Tuesday, May 3, 2011


There are times when the organizational skills of others make absolutely no sense to me.
After my writing critique class this evening, I stopped at our local grocery store to pick up a new battery for my garage door opener, the one that was in it, having died earlier in the day.  Arriving at the store with my old battery, I headed for the battery section. 
Once there, I noticed that about a third of the batteries were no longer on display, the one I needed amongst them.  My battery was an innocent enough looking fella, kind of like a AAA battery that had been chopped in half, making it a shorter version of the traditional AAA. 
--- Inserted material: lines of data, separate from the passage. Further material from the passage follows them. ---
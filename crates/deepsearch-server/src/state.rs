use anyhow::Result;
use deepsearch::agent::Agent;
use deepsearch::prompt_template;
use deepsearch::providers::base::Provider;
use deepsearch::providers::openai::OpenAiProvider;
use deepsearch::render::MessageRenderer;
use deepsearch::search::serper::SerperClient;
use deepsearch::search::SearchClient;
use deepsearch::systems::web_search::{WebSearchSystem, SEARCH_WEB_TOOL};
use std::sync::Arc;

use crate::auth::{Authenticator, TokenAuthenticator};
use crate::configuration::Settings;

/// Shared application state. Every collaborator is immutable and built once at startup.
#[derive(Clone)]
pub struct AppState {
    pub provider: Arc<dyn Provider>,
    pub search: Arc<dyn SearchClient>,
    pub authenticator: Arc<dyn Authenticator>,
    pub renderer: Arc<MessageRenderer>,
    pub system_prompt: String,
    pub max_steps: usize,
}

impl AppState {
    pub fn from_settings(settings: Settings) -> Result<Self> {
        let provider = OpenAiProvider::new(settings.provider.into_config())?;
        let search = SerperClient::new(settings.search.into_config())?;

        Ok(Self {
            provider: Arc::new(provider),
            search: Arc::new(search),
            authenticator: Arc::new(TokenAuthenticator::from_users(&settings.auth.users)),
            renderer: Arc::new(MessageRenderer::new()?),
            system_prompt: prompt_template::system_prompt(SEARCH_WEB_TOOL)?,
            max_steps: settings.agent.max_steps,
        })
    }

    /// A fresh agent for one chat turn, with web search as its only system
    pub fn agent(&self) -> Agent {
        let mut agent = Agent::new(self.provider.clone())
            .with_system_prompt(self.system_prompt.clone())
            .with_max_steps(self.max_steps);
        agent.add_system(Box::new(WebSearchSystem::new(self.search.clone())));
        agent
    }
}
I searched the section again, thinking I might have missed it.  But no, mine was amongst those no longer on display.  A store official came over to ask if I needed help finding my item.  I showed him my battery, and he told me they were hanging on the display along the side.  But when he went to grab one for me, his hand landed on a section of empty space—no batteries there to be found. 
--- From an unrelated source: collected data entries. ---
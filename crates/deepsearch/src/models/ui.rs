//! Messages as the chat interface sends them: a role plus an ordered list of typed parts.
use super::role::Role;
use serde::{Deserialize, Serialize};
use serde_json::Value;

#[derive(Debug, Clone, PartialEq, Serialize, Deserialize)]
pub struct UiMessage {
    #[serde(default, skip_serializing_if = "Option::is_none")]
    pub id: Option<String>,
    pub role: Role,
    /// Flattened text of the message, sent by older clients that predate parts
    #[serde(default)]
    pub content: String,
    #[serde(default)]
    pub parts: Vec<MessagePart>,
}

impl UiMessage {
    /// Text parts joined together, falling back to `content` when there are no parts
    pub fn text(&self) -> String {
        if self.parts.is_empty() {
            return self.content.clone();
        }
        self.parts
            .iter()
            .filter_map(|part| match part {
                MessagePart::Text { text } => Some(text.as_str()),
                _ => None,
            })
            .collect::<Vec<_>>()
            .join("\n")
    }
}

#[derive(Debug, Clone, PartialEq, Serialize, Deserialize)]
#[serde(tag = "type", rename_all = "kebab-case")]
pub enum MessagePart {
    Text {
        text: String,
    },
    ToolInvocation {
        #[serde(rename = "toolInvocation")]
        tool_invocation: ToolInvocation,
    },
    Reasoning {
        reasoning: String,
        #[serde(default)]
        details: Vec<Value>,
    },
    Source {
        source: Value,
    },
    File {
        #[serde(rename = "mimeType")]
        mime_type: String,
        data: String,
    },
    StepStart,
    #[serde(other)]
    Unknown,
}

impl MessagePart {
    pub fn text<S: Into<String>>(text: S) -> Self {
        MessagePart::Text { text: text.into() }
    }

    pub fn tool_invocation(tool_invocation: ToolInvocation) -> Self {
        MessagePart::ToolInvocation { tool_invocation }
    }
}

#[derive(Debug, Clone, Copy, PartialEq, Eq)]
pub enum ToolInvocationState {
    PartialCall,
    Call,
    Result,
}

/// A model initiated tool call as seen by the interface. Only the `result` state carries a result.
#[derive(Debug, Clone, PartialEq, Serialize, Deserialize)]
#[serde(tag = "state", rename_all = "kebab-case", rename_all_fields = "camelCase")]
pub enum ToolInvocation {
    PartialCall {
        tool_call_id: String,
        tool_name: String,
        #[serde(default)]
        args: Value,
        #[serde(default, skip_serializing_if = "Option::is_none")]
        step: Option<u32>,
    },
    Call {
        tool_call_id: String,
        tool_name: String,
        #[serde(default)]
        args: Value,
        #[serde(default, skip_serializing_if = "Option::is_none")]
        step: Option<u32>,
    },
    Result {
        tool_call_id: String,
        tool_name: String,
        #[serde(default)]
        args: Value,
        #[serde(default, skip_serializing_if = "Option::is_none")]
        step: Option<u32>,
        result: Value,
    },
}

impl ToolInvocation {
    pub fn state(&self) -> ToolInvocationState {
        match self {
            ToolInvocation::PartialCall { .. } => ToolInvocationState::PartialCall,
            ToolInvocation::Call { .. } => ToolInvocationState::Call,
            ToolInvocation::Result { .. } => ToolInvocationState::Result,
        }
    }

    pub fn tool_call_id(&self) -> &str {
        match self {
            ToolInvocation::PartialCall { tool_call_id, .. }
            | ToolInvocation::Call { tool_call_id, .. }
            | ToolInvocation::Result { tool_call_id, .. } => tool_call_id,
        }
    }

    pub fn tool_name(&self) -> &str {
        match self {
            ToolInvocation::PartialCall { tool_name, .. }
            | ToolInvocation::Call { tool_name, .. }
            | ToolInvocation::Result { tool_name, .. } => tool_name,
        }
    }

    pub fn args(&self) -> &Value {
        match self {
            ToolInvocation::PartialCall { args, .. }
            | ToolInvocation::Call { args, .. }
            | ToolInvocation::Result { args, .. } => args,
        }
    }

    pub fn result(&self) -> Option<&Value> {
        match self {
            ToolInvocation::Result { result, .. } => Some(result),
            _ => None,
        }
    }
}

#[cfg(test)]
mod tests {
    use super::*;
    use serde_json::json;

    #[test]
    fn test_deserialize_chat_message_parts() {
        let message: UiMessage = serde_json::from_value(json!({
            "id": "msg-1",
            "role": "assistant",
            "content": "Paris is sunny.",
            "parts": [
                {"type": "step-start"},
                {
                    "type": "tool-invocation",
                    "toolInvocation": {
                        "state": "result",
                        "step": 0,
                        "toolCallId": "call_1",
                        "toolName": "searchWeb",
                        "args": {"query": "weather in Paris"},
                        "result": [{"title": "Forecast", "link": "https://a", "snippet": "sun"}]
                    }
                },
                {"type": "reasoning", "reasoning": "thinking"},
                {"type": "source", "source": {"url": "https://a"}},
                {"type": "text", "text": "Paris is sunny."}
            ]
        }))
        .unwrap();

        assert_eq!(message.role, Role::Assistant);
        assert_eq!(message.parts.len(), 5);
        assert_eq!(message.parts[0], MessagePart::StepStart);
        match &message.parts[1] {
            MessagePart::ToolInvocation { tool_invocation } => {
                assert_eq!(tool_invocation.state(), ToolInvocationState::Result);
                assert_eq!(tool_invocation.tool_call_id(), "call_1");
                assert_eq!(tool_invocation.tool_name(), "searchWeb");
                assert_eq!(tool_invocation.args(), &json!({"query": "weather in Paris"}));
                assert!(tool_invocation.result().is_some());
            }
            other => panic!("Expected tool invocation, got {:?}", other),
        }
        assert_eq!(message.text(), "Paris is sunny.");
    }

    #[test]
    fn test_call_state_has_no_result() {
        let invocation: ToolInvocation = serde_json::from_value(json!({
            "state": "call",
            "toolCallId": "call_2",
            "toolName": "searchWeb",
            "args": {"query": "rust"}
        }))
        .unwrap();

        assert_eq!(invocation.state(), ToolInvocationState::Call);
        assert!(invocation.result().is_none());
    }

    #[test]
    fn test_unknown_part_kind() {
        let part: MessagePart =
            serde_json::from_value(json!({"type": "data-widget", "data": 1})).unwrap();
        assert_eq!(part, MessagePart::Unknown);
    }

    #[test]
    fn test_legacy_content_without_parts() {
        let message: UiMessage =
            serde_json::from_value(json!({"role": "user", "content": "hello"})).unwrap();
        assert!(message.parts.is_empty());
        assert_eq!(message.text(), "hello");
    }
}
It was then that he pointed to the whole section of hearing aid batteries and told me that he recalled that those had just been moved up from the pharmacy section while the one I needed had been relocated behind the locked barrier in the pharmacy.  Looking at my innocent battery, I inquired why, not seeing the danger it presented, or why it now needed to be under lock and key.
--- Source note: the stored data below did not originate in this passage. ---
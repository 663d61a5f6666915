use anyhow::Result;
use async_trait::async_trait;
use futures::stream::BoxStream;
use serde::{Deserialize, Serialize};

use crate::models::message::{Message, MessageContent};
use crate::models::tool::Tool;

#[derive(Debug, Clone, Copy, Default, PartialEq, Serialize, Deserialize)]
pub struct Usage {
    pub input_tokens: Option<i32>,
    pub output_tokens: Option<i32>,
    pub total_tokens: Option<i32>,
}

impl Usage {
    pub fn new(
        input_tokens: Option<i32>,
        output_tokens: Option<i32>,
        total_tokens: Option<i32>,
    ) -> Self {
        Self {
            input_tokens,
            output_tokens,
            total_tokens,
        }
    }

    /// Add the counts of another step, treating a missing count on either side as zero
    pub fn accumulate(&mut self, other: &Usage) {
        fn add(a: Option<i32>, b: Option<i32>) -> Option<i32> {
            match (a, b) {
                (None, None) => None,
                (a, b) => Some(a.unwrap_or(0) + b.unwrap_or(0)),
            }
        }
        self.input_tokens = add(self.input_tokens, other.input_tokens);
        self.output_tokens = add(self.output_tokens, other.output_tokens);
        self.total_tokens = add(self.total_tokens, other.total_tokens);
    }
}

/// One increment of a streamed completion
#[derive(Debug, Clone, PartialEq)]
pub enum CompletionChunk {
    /// A piece of assistant text
    Text(String),
    /// The model started producing a tool call
    ToolCallStart { id: String, name: String },
    /// A fragment of the JSON encoded arguments of a tool call
    ToolCallArgs { id: String, delta: String },
    /// The completion finished; carries the assembled message
    Done { message: Message, usage: Usage },
}

pub type CompletionStream<'a> = BoxStream<'a, Result<CompletionChunk>>;

/// Base trait for AI providers (OpenAI, etc)
#[async_trait]
pub trait Provider: Send + Sync {
    /// Generate the next message using the configured model and other parameters
    async fn complete(
        &self,
        system: &str,
        messages: &[Message],
        tools: &[Tool],
    ) -> Result<(Message, Usage)>;

    /// Stream the next message as it is generated. The last chunk is always `Done`.
    ///
    /// Providers without a streaming API get this for free: the whole completion is
    /// produced first and then replayed as chunks.
    fn stream<'a>(
        &'a self,
        system: &'a str,
        messages: &'a [Message],
        tools: &'a [Tool],
    ) -> CompletionStream<'a> {
        Box::pin(async_stream::try_stream! {
            let (message, usage) = self.complete(system, messages, tools).await?;
            for content in &message.content {
                match content {
                    MessageContent::Text(text) => {
                        if !text.text.is_empty() {
                            yield CompletionChunk::Text(text.text.clone());
                        }
                    }
                    MessageContent::ToolRequest(request) => {
                        if let Ok(tool_call) = &request.tool_call {
                            yield CompletionChunk::ToolCallStart {
                                id: request.id.clone(),
                                name: tool_call.name.clone(),
                            };
                            yield CompletionChunk::ToolCallArgs {
                                id: request.id.clone(),
                                delta: tool_call.arguments.to_string(),
                            };
                        }
                    }
                    MessageContent::ToolResponse(_) => {}
                }
            }
            yield CompletionChunk::Done { message, usage };
        })
    }
}
mod system;
pub mod web_search;

pub use system::System;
The store official shook his head and told me he had no idea why the garage door opener batteries now had to be locked away, only that he recalled that they had been.  So, leaving the store without my battery, seeing as the pharmacist had just left, locking the pharmacy behind him, I’m still without a working garage door opener and am at a loss to understand the threat my cute little battery might pose.
Just out of morbid curiosity, tomorrow I’ll head to another store to see if they, too, have my “dangerous” battery under lockdown.